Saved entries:
● ● ● ● ●
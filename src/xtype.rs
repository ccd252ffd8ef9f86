//! Types stored on the file itself.
//!
//! A file can carry its own MIME type in the `user.mime_type` extended
//! attribute. When present and well formed it beats any guess from the name.

use std::path::Path;

use tracing::trace;

use crate::entry::BaseType;
use crate::error::DirItemError;
use crate::mime::{ExtensionTable, MimeRegistry, MimeType};

/// Extended attribute holding a file's stored MIME type.
pub const MIME_XATTR: &str = "user.mime_type";

/// A [`MimeRegistry`] that reads the stored type attribute first and falls
/// back to the wrapped registry.
///
/// A missing attribute, a filesystem without extended attributes, or a value
/// that is not `media/subtype` all fall through silently.
#[derive(Debug, Clone)]
pub struct XattrMime<R = ExtensionTable> {
    inner: R,
}

impl<R: MimeRegistry> XattrMime<R> {
    pub fn new(inner: R) -> Self {
        Self { inner }
    }

    pub fn inner(&self) -> &R {
        &self.inner
    }
}

impl<R: MimeRegistry> MimeRegistry for XattrMime<R> {
    fn by_extension(&self, path: &Path) -> Option<MimeType> {
        stored_type(path).or_else(|| self.inner.by_extension(path))
    }

    fn generic_for(&self, base_type: BaseType) -> MimeType {
        self.inner.generic_for(base_type)
    }
}

/// Read the stored type of `path`, if it has a usable one.
pub fn stored_type(path: &Path) -> Option<MimeType> {
    match xattr::get(path, MIME_XATTR) {
        Ok(Some(raw)) => {
            let parsed = parse_stored(&raw);
            if parsed.is_none() {
                trace!(path = %path.display(), "ignoring malformed stored type");
            }
            parsed
        }
        Ok(None) => None,
        Err(err) => {
            trace!(path = %path.display(), error = %err, "stored type unavailable");
            None
        }
    }
}

/// Record `mime` as the stored type of `path`.
///
/// # Errors
///
/// Fails when the file is missing, not writable, or its filesystem has no
/// user extended attributes.
pub fn store_type(path: &Path, mime: &MimeType) -> Result<(), DirItemError> {
    xattr::set(path, MIME_XATTR, mime.as_str().as_bytes())
        .map_err(|e| DirItemError::from_io(path.to_path_buf(), e))
}

fn parse_stored(raw: &[u8]) -> Option<MimeType> {
    let text = std::str::from_utf8(raw).ok()?.trim_end_matches('\0').trim();
    let (media, subtype) = text.split_once('/')?;
    let valid = |part: &str| {
        !part.is_empty() && !part.contains('/') && !part.chars().any(|c| c.is_whitespace() || c.is_control())
    };
    (valid(media) && valid(subtype)).then(|| MimeType::new(text.to_ascii_lowercase()))
}
use std::fmt;
use std::path::{Path, PathBuf};
use std::time::{Duration, Instant};

use ignore::{DirEntry, WalkBuilder};
use tracing::debug;

use crate::classify::Classifier;
use crate::entry::{BaseType, Entry};
use crate::error::DirItemError;

// ---------------------------------------------------------------------------
// Listing
// ---------------------------------------------------------------------------

/// The classified contents of one directory.
pub struct Listing {
    /// One entry per child, sorted by file name, `leaf_name` filled in.
    pub entries: Vec<Entry>,

    /// Children that could not be enumerated (permission denied, loops).
    /// Children that were enumerated but failed to probe are regular entries
    /// with [`BaseType::Error`].
    pub errors: Vec<DirItemError>,

    pub stats: ListingStats,
}

/// Counts and timing for a completed listing.
#[derive(Debug, Clone, PartialEq)]
pub struct ListingStats {
    pub files: usize,
    pub dirs: usize,
    /// Devices, pipes, sockets and the like.
    pub other: usize,
    /// Entries classified as [`BaseType::Error`].
    pub errors: usize,
    pub duration: Duration,
    /// `entries / duration`, 0 on zero-duration runs.
    pub entries_per_sec: usize,
}

impl ListingStats {
    fn compute(entries: &[Entry], duration: Duration) -> Self {
        let mut stats = Self {
            files: 0,
            dirs: 0,
            other: 0,
            errors: 0,
            duration,
            entries_per_sec: 0,
        };
        for entry in entries {
            match entry.base_type {
                BaseType::File => stats.files += 1,
                BaseType::Directory => stats.dirs += 1,
                BaseType::Error => stats.errors += 1,
                _ => stats.other += 1,
            }
        }
        if duration.as_secs_f64() > 0.0 {
            stats.entries_per_sec = (entries.len() as f64 / duration.as_secs_f64()) as usize;
        }
        stats
    }
}

impl fmt::Display for ListingStats {
    fn fmt(&self, f: &mut fmt::Formatter<'_>) -> fmt::Result {
        write!(
            f,
            "{} files, {} dirs, {} other, {} errors in {:.2?} ({} entries/s)",
            self.files, self.dirs, self.other, self.errors, self.duration, self.entries_per_sec
        )
    }
}

// ---------------------------------------------------------------------------
// list_dir()
// ---------------------------------------------------------------------------

impl Classifier {
    /// Classify every direct child of `dir`.
    ///
    /// Hidden files are included and links are not followed while
    /// enumerating (each link is still classified through its target).
    /// Thumbnails follow the builder's `thumbnails` setting.
    ///
    /// # Errors
    ///
    /// Fails when `dir` cannot be probed or is not a directory. Problems with
    /// individual children end up in [`Listing::errors`].
    pub fn list_dir(&self, dir: &Path) -> Result<Listing, DirItemError> {
        let st = self
            .fs
            .stat(dir)
            .map_err(|e| DirItemError::from_io(dir.to_path_buf(), e.to_io_error()))?;
        if BaseType::from_mode(st.mode) != BaseType::Directory {
            return Err(DirItemError::NotADirectory(dir.to_path_buf()));
        }

        let walker = WalkBuilder::new(dir)
            .standard_filters(false)
            .hidden(false)
            .follow_links(false)
            .max_depth(Some(1))
            .sort_by_file_name(|a, b| a.cmp(b))
            .build();

        let start = Instant::now();
        let mut entries = Vec::new();
        let mut errors = Vec::new();

        for res in walker {
            let child: DirEntry = match res {
                Ok(e) => e,
                Err(e) => {
                    errors.push(map_ignore_error(e));
                    continue;
                }
            };

            // Skip the root itself
            if child.depth() == 0 {
                continue;
            }

            let mut entry = self.create(child.path());
            entry.leaf_name = Some(child.file_name().to_string_lossy().into_owned());
            entries.push(entry);
        }

        let stats = ListingStats::compute(&entries, start.elapsed());
        debug!(
            dir = %dir.display(),
            entries = entries.len(),
            errors = errors.len(),
            "listed directory"
        );

        Ok(Listing {
            entries,
            errors,
            stats,
        })
    }
}

// ---------------------------------------------------------------------------
// Map ignore::Error to DirItemError
// ---------------------------------------------------------------------------

fn map_ignore_error(e: ignore::Error) -> DirItemError {
    match e {
        ignore::Error::WithPath { path, err } => match *err {
            ignore::Error::Io(io_err) => DirItemError::from_io(path, io_err),
            other => DirItemError::Listing(format!("{}: {}", path.display(), other)),
        },
        ignore::Error::WithDepth { err, .. } => map_ignore_error(*err),
        ignore::Error::Loop { child, .. } => DirItemError::SymlinkLoop(child),
        ignore::Error::Io(io_err) => DirItemError::Io {
            path: PathBuf::new(),
            source: io_err,
        },
        other => DirItemError::Listing(other.to_string()),
    }
}
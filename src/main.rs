use std::path::PathBuf;
use std::process::ExitCode;
use std::sync::Arc;

use clap::Parser;
use serde::Serialize;
use tracing::warn;
use tracing_subscriber::{fmt, EnvFilter};

use diritem::{
    Classifier, ClassifierBuilder, DirItemError, Entry, GlobIcons, MemoryIconCache, MountTable,
};

/// Classify filesystem entries and show the MIME type and icon a file
/// browser would use for them.
#[derive(Parser, Debug)]
#[command(name = "diritem", version)]
struct Args {
    /// Paths to classify
    #[arg(required = true)]
    paths: Vec<PathBuf>,

    /// List directories instead of classifying them as a single entry
    #[arg(long)]
    list: bool,

    /// Request full thumbnails for plain files
    #[arg(long)]
    thumbnails: bool,

    /// Override table (defaults to <config dir>/diritem/globicons.toml)
    #[arg(long, value_name = "FILE")]
    globicons: Option<PathBuf>,

    /// Do not read the system mount tables
    #[arg(long)]
    no_mounts: bool,

    /// Print one JSON object per entry
    #[arg(long)]
    json: bool,
}

#[derive(Serialize)]
struct Report<'a> {
    path: String,
    name: Option<&'a str>,
    base_type: &'static str,
    flags: Vec<String>,
    mime_type: Option<&'a str>,
    size: u64,
    uid: u32,
    gid: u32,
    icon: Option<String>,
    error: Option<String>,
}

impl<'a> Report<'a> {
    fn new(path: String, entry: &'a Entry, cache: &MemoryIconCache) -> Self {
        Self {
            path,
            name: entry.leaf_name.as_deref(),
            base_type: entry.base_type.name(),
            flags: entry
                .flags
                .iter_names()
                .map(|(name, _)| name.to_ascii_lowercase())
                .collect(),
            mime_type: entry.mime_type.as_ref().map(|m| m.as_str()),
            size: entry.size,
            uid: entry.owner_uid,
            gid: entry.owner_gid,
            icon: entry.icon.as_ref().and_then(|h| cache.describe(h.id())),
            error: entry.stat_error.as_ref().map(|e| e.to_string()),
        }
    }

    fn print(&self, json: bool) {
        if json {
            match serde_json::to_string(self) {
                Ok(line) => println!("{line}"),
                Err(e) => warn!(error = %e, "could not serialize entry"),
            }
            return;
        }
        println!(
            "{}\t{}\t{}\t{}\t{}",
            self.path,
            self.base_type,
            self.mime_type.unwrap_or("-"),
            if self.flags.is_empty() { "-".to_string() } else { self.flags.join(",") },
            self.icon.as_deref().unwrap_or("-"),
        );
    }
}

fn init_logging() {
    let env_filter = EnvFilter::try_from_default_env().unwrap_or_else(|_| EnvFilter::new("warn"));
    let _ = fmt().with_env_filter(env_filter).with_writer(std::io::stderr).try_init();
}

fn build(args: &Args, cache: &Arc<MemoryIconCache>) -> Result<Classifier, DirItemError> {
    let icons: Arc<dyn diritem::IconCache> = cache.clone();
    let mut builder: ClassifierBuilder = diritem::classifier()
        .icon_cache(icons.clone())
        .thumbnails(args.thumbnails);

    if !args.no_mounts {
        match MountTable::load() {
            Ok(table) => builder = builder.mount_registry(table),
            Err(e) => warn!(error = %e, "mount tables unavailable"),
        }
    }

    if let Some(path) = args.globicons.clone().or_else(GlobIcons::default_path) {
        builder = builder.overrides(GlobIcons::load(&path, icons)?);
    }

    builder.build()
}

fn main() -> ExitCode {
    init_logging();
    let args = Args::parse();

    let cache = Arc::new(MemoryIconCache::new());
    let classifier = match build(&args, &cache) {
        Ok(c) => c,
        Err(e) => {
            eprintln!("diritem: {e}{}", e.path().map(|p| format!(": {}", p.display())).unwrap_or_default());
            return ExitCode::FAILURE;
        }
    };

    let mut status = ExitCode::SUCCESS;

    for path in &args.paths {
        if args.list && path.is_dir() {
            match classifier.list_dir(path) {
                Ok(listing) => {
                    for entry in &listing.entries {
                        let child = path.join(entry.leaf_name.as_deref().unwrap_or_default());
                        Report::new(child.display().to_string(), entry, &cache).print(args.json);
                    }
                    for err in &listing.errors {
                        warn!(error = %err, path = ?err.path(), "skipped");
                    }
                    eprintln!("{}: {}", path.display(), listing.stats);
                }
                Err(e) => {
                    eprintln!("diritem: {}: {e}", path.display());
                    status = ExitCode::FAILURE;
                }
            }
            continue;
        }

        let entry = classifier.create(path);
        Report::new(path.display().to_string(), &entry, &cache).print(args.json);
    }

    status
}
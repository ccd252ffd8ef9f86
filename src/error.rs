use std::io;
use std::path::PathBuf;
use thiserror::Error;

#[derive(Error, Debug)]
pub enum DirItemError {
    // Config
    #[error("no icon cache configured")]
    MissingIconCache,

    #[error("invalid override table")]
    Overrides {
        path: PathBuf,
        #[source]
        source: toml::de::Error,
    },

    // Listing
    #[error("not a directory")]
    NotADirectory(PathBuf),

    #[error("permission denied")]
    PermissionDenied(PathBuf),

    #[error("path not found")]
    NotFound(PathBuf),

    #[error("symlink loop")]
    SymlinkLoop(PathBuf),

    #[error("IO error")]
    Io {
        path: PathBuf,
        #[source]
        source: io::Error,
    },

    #[error("listing error")]
    Listing(String),
}

impl DirItemError {
    /// The path this error occurred at, if applicable.
    pub fn path(&self) -> Option<&PathBuf> {
        match self {
            Self::NotADirectory(p)
            | Self::PermissionDenied(p)
            | Self::NotFound(p)
            | Self::SymlinkLoop(p)
            | Self::Io { path: p, .. }
            | Self::Overrides { path: p, .. } => Some(p),
            _ => None,
        }
    }

    /// Whether a listing can continue after this error.
    ///
    /// Per-child failures (permission denied, symlink loops, IO) are collected
    /// into [`Listing::errors`](crate::Listing) and the listing keeps going.
    /// Configuration errors and a bad listing root are fatal.
    pub fn is_recoverable(&self) -> bool {
        matches!(
            self,
            Self::PermissionDenied(_) | Self::SymlinkLoop(_) | Self::Io { .. } | Self::Listing(_)
        )
    }

    pub(crate) fn from_io(path: PathBuf, err: io::Error) -> Self {
        match err.kind() {
            io::ErrorKind::NotFound => Self::NotFound(path),
            io::ErrorKind::PermissionDenied => Self::PermissionDenied(path),
            _ => Self::Io { path, source: err },
        }
    }
}

/// A failed metadata probe.
///
/// This is the only failure classification ever records: it lands in
/// [`Entry::stat_error`](crate::Entry) and turns the entry into
/// [`BaseType::Error`](crate::BaseType). Kept `Clone` so entries can carry it.
#[derive(Error, Debug, Clone, PartialEq, Eq)]
#[error("metadata probe failed: {kind}{}", .code.map(|c| format!(" (os error {c})")).unwrap_or_default())]
pub struct ProbeError {
    /// Raw OS error code (`errno`), when the failure came from the OS.
    pub code: Option<i32>,
    pub kind: io::ErrorKind,
}

impl ProbeError {
    /// Build a probe error from a raw `errno` value.
    pub fn from_code(code: i32) -> Self {
        io::Error::from_raw_os_error(code).into()
    }

    pub fn to_io_error(&self) -> io::Error {
        match self.code {
            Some(code) => io::Error::from_raw_os_error(code),
            None => io::Error::from(self.kind),
        }
    }
}

impl From<io::Error> for ProbeError {
    fn from(err: io::Error) -> Self {
        Self {
            code: err.raw_os_error(),
            kind: err.kind(),
        }
    }
}
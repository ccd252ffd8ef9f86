use std::collections::HashSet;
use std::fs;
use std::io;
use std::path::{Path, PathBuf};

use tracing::debug;

use crate::error::DirItemError;

/// Live mount table on Linux.
pub const LIVE_MOUNTS: &str = "/proc/self/mounts";
/// Statically configured mounts.
pub const FSTAB: &str = "/etc/fstab";

/// Tells the classifier which directories are mount points.
///
/// Directories that are mount points, live or only configured, skip the
/// branding-file probes entirely so an unmounted device is never touched.
pub trait MountRegistry: Send + Sync {
    /// `path` is currently mounted.
    fn is_live_mount(&self, path: &Path) -> bool;

    /// `path` is listed as a mount point in the static configuration.
    fn is_configured_mount(&self, path: &Path) -> bool;
}

/// Nothing is ever a mount point.
#[derive(Debug, Default, Clone, Copy)]
pub struct NoMounts;

impl MountRegistry for NoMounts {
    fn is_live_mount(&self, _path: &Path) -> bool {
        false
    }

    fn is_configured_mount(&self, _path: &Path) -> bool {
        false
    }
}

/// A snapshot of the live and configured mount tables.
///
/// Taken once at construction. Build a new table to pick up later mounts.
#[derive(Debug, Default, Clone)]
pub struct MountTable {
    live: HashSet<PathBuf>,
    configured: HashSet<PathBuf>,
}

impl MountTable {
    /// Read [`LIVE_MOUNTS`] and [`FSTAB`].
    ///
    /// A missing fstab just means nothing is configured. Failing to read the
    /// live table is an error.
    pub fn load() -> Result<Self, DirItemError> {
        let live = fs::read_to_string(LIVE_MOUNTS)
            .map_err(|e| DirItemError::from_io(PathBuf::from(LIVE_MOUNTS), e))?;

        let fstab = match fs::read_to_string(FSTAB) {
            Ok(s) => s,
            Err(e) if e.kind() == io::ErrorKind::NotFound => {
                debug!(path = FSTAB, "no fstab");
                String::new()
            }
            Err(e) => return Err(DirItemError::from_io(PathBuf::from(FSTAB), e)),
        };

        let table = Self::from_tables(&live, &fstab);
        debug!(
            live = table.live.len(),
            configured = table.configured.len(),
            "loaded mount tables"
        );
        Ok(table)
    }

    /// Build from the text of a mounts file and an fstab file.
    pub fn from_tables(live: &str, fstab: &str) -> Self {
        Self {
            live: mount_points(live).collect(),
            configured: mount_points(fstab).collect(),
        }
    }
}

impl MountRegistry for MountTable {
    fn is_live_mount(&self, path: &Path) -> bool {
        self.live.contains(path)
    }

    fn is_configured_mount(&self, path: &Path) -> bool {
        self.configured.contains(path)
    }
}

// ---------------------------------------------------------------------------
// Parsing
// ---------------------------------------------------------------------------

/// Second field of every non-comment line, unescaped.
fn mount_points(table: &str) -> impl Iterator<Item = PathBuf> + '_ {
    table
        .lines()
        .map(str::trim)
        .filter(|line| !line.is_empty() && !line.starts_with('#'))
        .filter_map(|line| line.split_whitespace().nth(1))
        .filter(|dir| *dir != "none" && *dir != "swap")
        .map(|dir| PathBuf::from(unescape(dir)))
}

/// Decode the `\ooo` octal escapes used for spaces, tabs and backslashes.
fn unescape(field: &str) -> String {
    let bytes = field.as_bytes();
    let mut out = Vec::with_capacity(bytes.len());
    let mut i = 0;

    while i < bytes.len() {
        if bytes[i] == b'\\' && i + 3 < bytes.len() && is_octal(&bytes[i + 1..i + 4]) {
            let v = (bytes[i + 1] - b'0') as u32 * 64
                + (bytes[i + 2] - b'0') as u32 * 8
                + (bytes[i + 3] - b'0') as u32;
            if let Ok(b) = u8::try_from(v) {
                out.push(b);
                i += 4;
                continue;
            }
        }
        out.push(bytes[i]);
        i += 1;
    }

    String::from_utf8_lossy(&out).into_owned()
}

fn is_octal(digits: &[u8]) -> bool {
    digits.iter().all(|d| (b'0'..=b'7').contains(d))
}
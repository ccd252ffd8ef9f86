use std::collections::HashMap;
use std::fmt;
use std::fs;
use std::path::{Path, PathBuf};
use std::sync::{Arc, Mutex, MutexGuard, PoisonError};

use tracing::{debug, trace, warn};

use crate::mime::MimeType;

/// Opaque identifier of one cached icon.
#[derive(Debug, Clone, Copy, PartialEq, Eq, Hash, PartialOrd, Ord)]
pub struct IconId(pub u64);

/// The shared icons every cache must provide.
#[derive(Debug, Clone, Copy, PartialEq, Eq, Hash)]
pub enum BuiltinIcon {
    /// Application directories without a usable icon of their own.
    AppDir,
    /// Entries whose metadata probe failed.
    Error,
}

// ---------------------------------------------------------------------------
// IconCache
// ---------------------------------------------------------------------------

/// A reference-counted icon store.
///
/// Every method that returns an [`IconId`] hands over one strong reference
/// that the caller must eventually give back with [`release`](Self::release).
/// Inside this crate that pairing is enforced by [`IconHandle`]; the raw
/// methods exist for implementors.
///
/// # Thread Safety
///
/// `Send + Sync` are required. Implementations guard their own counts; the
/// classifier never locks around calls into the cache.
pub trait IconCache: Send + Sync {
    /// Look up the icon stored in the image file at `path`.
    ///
    /// With `full_decode == false` this must stay cheap: return an icon only
    /// if one is already loaded, never start decoding.
    fn lookup(&self, path: &Path, full_decode: bool) -> Option<IconId>;

    /// One of the shared singleton icons.
    fn builtin(&self, icon: BuiltinIcon) -> IconId;

    /// The generic icon for a MIME type.
    fn for_type(&self, mime: &MimeType) -> IconId;

    /// Take one more strong reference to `id`.
    fn retain(&self, id: IconId);

    /// Give back one strong reference to `id`.
    fn release(&self, id: IconId);
}

// ---------------------------------------------------------------------------
// IconHandle
// ---------------------------------------------------------------------------

/// Owns exactly one strong reference into an [`IconCache`].
///
/// Cloning retains, dropping releases. Overwriting an `Option<IconHandle>`
/// therefore releases the old icon before the slot holds the new one, and an
/// empty slot never talks to the cache.
pub struct IconHandle {
    id: IconId,
    cache: Arc<dyn IconCache>,
}

impl IconHandle {
    /// Take ownership of a reference the cache already counted for us.
    pub fn adopt(cache: &Arc<dyn IconCache>, id: IconId) -> Self {
        Self {
            id,
            cache: Arc::clone(cache),
        }
    }

    pub fn id(&self) -> IconId {
        self.id
    }
}

impl Clone for IconHandle {
    fn clone(&self) -> Self {
        self.cache.retain(self.id);
        Self {
            id: self.id,
            cache: Arc::clone(&self.cache),
        }
    }
}

impl Drop for IconHandle {
    fn drop(&mut self) {
        self.cache.release(self.id);
    }
}

impl PartialEq for IconHandle {
    fn eq(&self, other: &Self) -> bool {
        self.id == other.id
    }
}

impl Eq for IconHandle {}

impl fmt::Debug for IconHandle {
    fn fmt(&self, f: &mut fmt::Formatter<'_>) -> fmt::Result {
        f.debug_tuple("IconHandle").field(&self.id.0).finish()
    }
}

// ---------------------------------------------------------------------------
// MemoryIconCache
// ---------------------------------------------------------------------------

#[derive(Debug, Clone, PartialEq, Eq, Hash)]
enum IconKey {
    File(PathBuf),
    Builtin(BuiltinIcon),
    Type(MimeType),
}

#[derive(Debug)]
struct Slot {
    key: IconKey,
    refs: usize,
    pinned: bool,
}

#[derive(Debug, Default)]
struct CacheState {
    next: u64,
    by_key: HashMap<IconKey, IconId>,
    slots: HashMap<IconId, Slot>,
}

impl CacheState {
    fn insert(&mut self, key: IconKey, pinned: bool) -> IconId {
        let id = IconId(self.next);
        self.next += 1;
        self.by_key.insert(key.clone(), id);
        self.slots.insert(
            id,
            Slot {
                key,
                refs: 1,
                pinned,
            },
        );
        id
    }

    /// Retain an existing key, or create a pinned slot for it.
    fn pinned(&mut self, key: IconKey) -> IconId {
        if let Some(&id) = self.by_key.get(&key) {
            if let Some(slot) = self.slots.get_mut(&id) {
                slot.refs += 1;
                return id;
            }
        }
        self.insert(key, true)
    }
}

/// An in-process [`IconCache`] that tracks icons by key and reference count.
///
/// It does not rasterize anything: a loaded file icon is one whose path was
/// confirmed to be a regular file. A file icon whose last reference goes
/// stays loaded, so the next lookup of the same path (placeholder or full)
/// hands back the same [`IconId`]. Call [`purge`](Self::purge) to drop idle
/// file icons. Builtin and per-type icons live as long as the cache.
#[derive(Debug, Default)]
pub struct MemoryIconCache {
    state: Mutex<CacheState>,
}

impl MemoryIconCache {
    pub fn new() -> Self {
        Self::default()
    }

    fn state(&self) -> MutexGuard<'_, CacheState> {
        self.state.lock().unwrap_or_else(PoisonError::into_inner)
    }

    /// Current strong count of `id`, or `None` once it has been purged.
    /// Idle file icons report `Some(0)`. Pinned icons report only the
    /// references handed out.
    pub fn ref_count(&self, id: IconId) -> Option<usize> {
        self.state().slots.get(&id).map(|s| s.refs)
    }

    /// Human-readable key of a live icon.
    pub fn describe(&self, id: IconId) -> Option<String> {
        self.state().slots.get(&id).map(|s| match &s.key {
            IconKey::File(p) => p.display().to_string(),
            IconKey::Builtin(BuiltinIcon::AppDir) => "builtin:appdir".to_string(),
            IconKey::Builtin(BuiltinIcon::Error) => "builtin:error".to_string(),
            IconKey::Type(m) => format!("type:{m}"),
        })
    }

    /// Drop every unpinned icon nobody holds a reference to. Returns how
    /// many were dropped.
    pub fn purge(&self) -> usize {
        let mut state = self.state();
        let idle: Vec<IconId> = state
            .slots
            .iter()
            .filter(|(_, slot)| slot.refs == 0 && !slot.pinned)
            .map(|(&id, _)| id)
            .collect();
        for id in &idle {
            if let Some(slot) = state.slots.remove(id) {
                state.by_key.remove(&slot.key);
            }
        }
        debug!(purged = idle.len(), "purged idle icons");
        idle.len()
    }

    /// Number of loaded icons, idle and pinned ones included.
    pub fn len(&self) -> usize {
        self.state().slots.len()
    }

    pub fn is_empty(&self) -> bool {
        self.len() == 0
    }
}

impl IconCache for MemoryIconCache {
    fn lookup(&self, path: &Path, full_decode: bool) -> Option<IconId> {
        let key = IconKey::File(path.to_path_buf());
        let mut state = self.state();

        if let Some(&id) = state.by_key.get(&key) {
            if let Some(slot) = state.slots.get_mut(&id) {
                slot.refs += 1;
                return Some(id);
            }
        }

        // Placeholder lookups never load anything new.
        if !full_decode {
            return None;
        }

        match fs::metadata(path) {
            Ok(md) if md.is_file() => Some(state.insert(key, false)),
            Ok(_) => None,
            Err(err) => {
                trace!(path = %path.display(), error = %err, "icon file unavailable");
                None
            }
        }
    }

    fn builtin(&self, icon: BuiltinIcon) -> IconId {
        self.state().pinned(IconKey::Builtin(icon))
    }

    fn for_type(&self, mime: &MimeType) -> IconId {
        self.state().pinned(IconKey::Type(mime.clone()))
    }

    fn retain(&self, id: IconId) {
        match self.state().slots.get_mut(&id) {
            Some(slot) => slot.refs += 1,
            None => warn!(id = id.0, "retain of unknown icon"),
        }
    }

    fn release(&self, id: IconId) {
        match self.state().slots.get_mut(&id) {
            Some(slot) if slot.refs == 0 => warn!(id = id.0, "release of icon with no references"),
            Some(slot) => slot.refs -= 1,
            None => warn!(id = id.0, "release of unknown icon"),
        }
    }
}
● ● ● ● ●
Work order |
Give the number of lines in the records above that contain "XattrMime", with no other words.

Expected answer |
3